Search each line below for the word "BertTokenClassifier" and list those that contain it.

******

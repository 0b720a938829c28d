//! Named-entity recognition (BERT token classification or heuristic rules).

pub mod config;
pub mod error;
pub mod heuristic;


pub use config::{NER_MAX_SEQ_LEN, NerConfig};
pub use error::NerError;

use candle_core::{D, Device, Tensor};
use tokenizers::{Tokenizer, TruncationParams};
use tracing::{debug, info, warn};

use crate::models::bert::BertTokenClassifier;
use crate::models::traits::EntityRecognizer;
use crate::models::utils::{load_tokenizer, missing_model_file};
use crate::qa::EntitySpan;

/// Entity recogniser backed by a BERT NER model, or by [`heuristic`] rules in stub mode.
pub struct EntityExtractor {
    device: Device,
    config: NerConfig,
    model: Option<(BertTokenClassifier, Tokenizer)>,
}

impl std::fmt::Debug for EntityExtractor {
    fn fmt(&self, f: &mut std::fmt::Formatter<'_>) -> std::fmt::Result {
        f.debug_struct("EntityExtractor")
            .field("device", &format!("{:?}", self.device))
            .field("config", &self.config)
            .field("model_loaded", &self.model.is_some())
            .finish()
    }
}

impl EntityExtractor {
    pub fn load(config: NerConfig, device: Device) -> Result<Self, NerError> {
        if let Err(msg) = config.validate() {
            return Err(NerError::InvalidConfig { reason: msg });
        }

        let Some(model_path) = config.model_path.clone() else {
            warn!("No NER model path configured, using heuristic entity rules");
            return Ok(Self {
                device,
                config,
                model: None,
            });
        };

        if !model_path.exists() {
            return Err(NerError::ModelNotFound { path: model_path });
        }
        if let Some(missing) = missing_model_file(&model_path) {
            return Err(NerError::ModelLoadFailed {
                reason: format!("Missing {} in {}", missing, model_path.display()),
            });
        }

        info!(model_path = %model_path.display(), "Loading NER model");

        let classifier = BertTokenClassifier::load(&model_path, &device).map_err(|e| {
            NerError::ModelLoadFailed {
                reason: format!("Failed to load BERT token classifier: {}", e),
            }
        })?;

        let mut tokenizer = load_tokenizer(&model_path)?;
        tokenizer
            .with_truncation(Some(TruncationParams {
                max_length: NER_MAX_SEQ_LEN,
                ..Default::default()
            }))
            .map_err(|e| NerError::ModelLoadFailed {
                reason: format!("Failed to configure truncation: {}", e),
            })?;
        tokenizer.with_padding(None);

        info!(
            labels = classifier.labels().len(),
            "NER model loaded successfully"
        );

        Ok(Self {
            device,
            config,
            model: Some((classifier, tokenizer)),
        })
    }

    pub fn stub() -> Result<Self, NerError> {
        Self::load(NerConfig::stub(), Device::Cpu)
    }

    pub fn config(&self) -> &NerConfig {
        &self.config
    }

    fn recognize_with_model(
        &self,
        classifier: &BertTokenClassifier,
        tokenizer: &Tokenizer,
        sentence: &str,
    ) -> Result<Vec<EntitySpan>, NerError> {
        let encoding =
            tokenizer
                .encode(sentence, true)
                .map_err(|e| NerError::TokenizationFailed {
                    reason: e.to_string(),
                })?;
        if encoding.is_empty() {
            return Ok(Vec::new());
        }

        let ids = Tensor::new(encoding.get_ids(), &self.device)?.unsqueeze(0)?;
        let type_ids = Tensor::new(encoding.get_type_ids(), &self.device)?.unsqueeze(0)?;
        let mask = Tensor::new(encoding.get_attention_mask(), &self.device)?.unsqueeze(0)?;

        let logits = classifier.forward(&ids, &type_ids, Some(&mask))?;
        let predictions = logits.squeeze(0)?.argmax(D::Minus1)?.to_vec1::<u32>()?;

        let tags: Vec<Option<&str>> = predictions
            .iter()
            .zip(encoding.get_special_tokens_mask())
            .map(|(&class, &special)| {
                if special == 1 {
                    None
                } else {
                    classifier.labels().get(class as usize).map(String::as_str)
                }
            })
            .collect();

        Ok(decode_bio(sentence, &tags, encoding.get_offsets()))
    }
}

impl EntityRecognizer for EntityExtractor {
    fn recognize(&self, sentences: &[String]) -> Result<Vec<Vec<EntitySpan>>, NerError> {
        debug!(
            sentences = sentences.len(),
            model_loaded = self.model.is_some(),
            "Recognizing entities"
        );

        sentences
            .iter()
            .map(|sentence| match &self.model {
                Some((classifier, tokenizer)) => {
                    self.recognize_with_model(classifier, tokenizer, sentence)
                }
                None => Ok(heuristic::recognize_sentence(sentence)),
            })
            .collect()
    }

    fn is_model_loaded(&self) -> bool {
        self.model.is_some()
    }
}

/// Groups per-token BIO tags into spans over `text`.
///
/// `tags[i]` is `None` for special tokens; `offsets[i]` are byte offsets into
/// `text`. Word pieces glued to the previous token continue its span.
pub fn decode_bio(text: &str, tags: &[Option<&str>], offsets: &[(usize, usize)]) -> Vec<EntitySpan> {
    struct Open<'a> {
        label: &'a str,
        start: usize,
        end: usize,
    }

    fn close(text: &str, open: &mut Option<Open<'_>>, spans: &mut Vec<EntitySpan>) {
        if let Some(o) = open.take()
            && let Some(slice) = text.get(o.start..o.end)
        {
            let slice = slice.trim();
            if !slice.is_empty() {
                spans.push(EntitySpan::new(slice, o.label));
            }
        }
    }

    let mut spans = Vec::new();
    let mut open: Option<Open<'_>> = None;

    for (tag, &(start, end)) in tags.iter().zip(offsets) {
        let Some(tag) = *tag else {
            close(text, &mut open, &mut spans);
            continue;
        };

        let glued = text
            .get(start..end)
            .and_then(|piece| piece.chars().next())
            .is_some_and(char::is_alphanumeric);
        let continues_word = glued && open.as_ref().is_some_and(|o| o.end == start);

        let (prefix, label) = match tag.split_once('-') {
            Some((p, l)) if p == "B" || p == "I" => (p, l),
            _ => ("I", tag),
        };

        if label == "O" {
            match open.as_mut() {
                Some(o) if continues_word => o.end = end,
                _ => close(text, &mut open, &mut spans),
            }
            continue;
        }

        match open.as_mut() {
            Some(o) if continues_word => o.end = end,
            Some(o) if prefix == "I" && o.label == label => o.end = end,
            _ => {
                close(text, &mut open, &mut spans);
                open = Some(Open { label, start, end });
            }
        }
    }
    close(text, &mut open, &mut spans);

    spans
}
//! Configuration error types.

use std::path::PathBuf;
use thiserror::Error;

/// Errors that can occur during configuration loading and validation.
#[derive(Debug, Error)]
pub enum ConfigError {
    /// Port value is outside valid range (1-65535).
    #[error("invalid port '{value}': must be between 1 and 65535")]
    InvalidPort { value: String },

    /// Port string could not be parsed as a number.
    #[error("failed to parse port '{value}': {source}")]
    PortParseError {
        value: String,
        #[source]
        source: std::num::ParseIntError,
    },

    /// Bind address string could not be parsed.
    #[error("failed to parse bind address '{value}': {source}")]
    InvalidBindAddr {
        value: String,
        #[source]
        source: std::net::AddrParseError,
    },

    /// Device preference is not one of `auto`, `cpu`, `cuda`, `metal`.
    #[error("invalid device '{value}': expected auto, cpu, cuda or metal")]
    InvalidDevice { value: String },

    /// A numeric setting could not be parsed or is zero.
    #[error("invalid value '{value}' for {name}")]
    InvalidNumber { name: &'static str, value: String },

    /// Specified path does not exist on the filesystem.
    #[error("path does not exist: {path}")]
    PathNotFound { path: PathBuf },

    /// Path exists but is not a directory (when a directory was expected).
    #[error("path is not a directory: {path}")]
    NotADirectory { path: PathBuf },
}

******

▶ _Reply_:
use crate::models::bert::BertTokenClassifier;
    model: Option<(BertTokenClassifier, Tokenizer)>,
        let classifier = BertTokenClassifier::load(&model_path, &device).map_err(|e| {
        classifier: &BertTokenClassifier,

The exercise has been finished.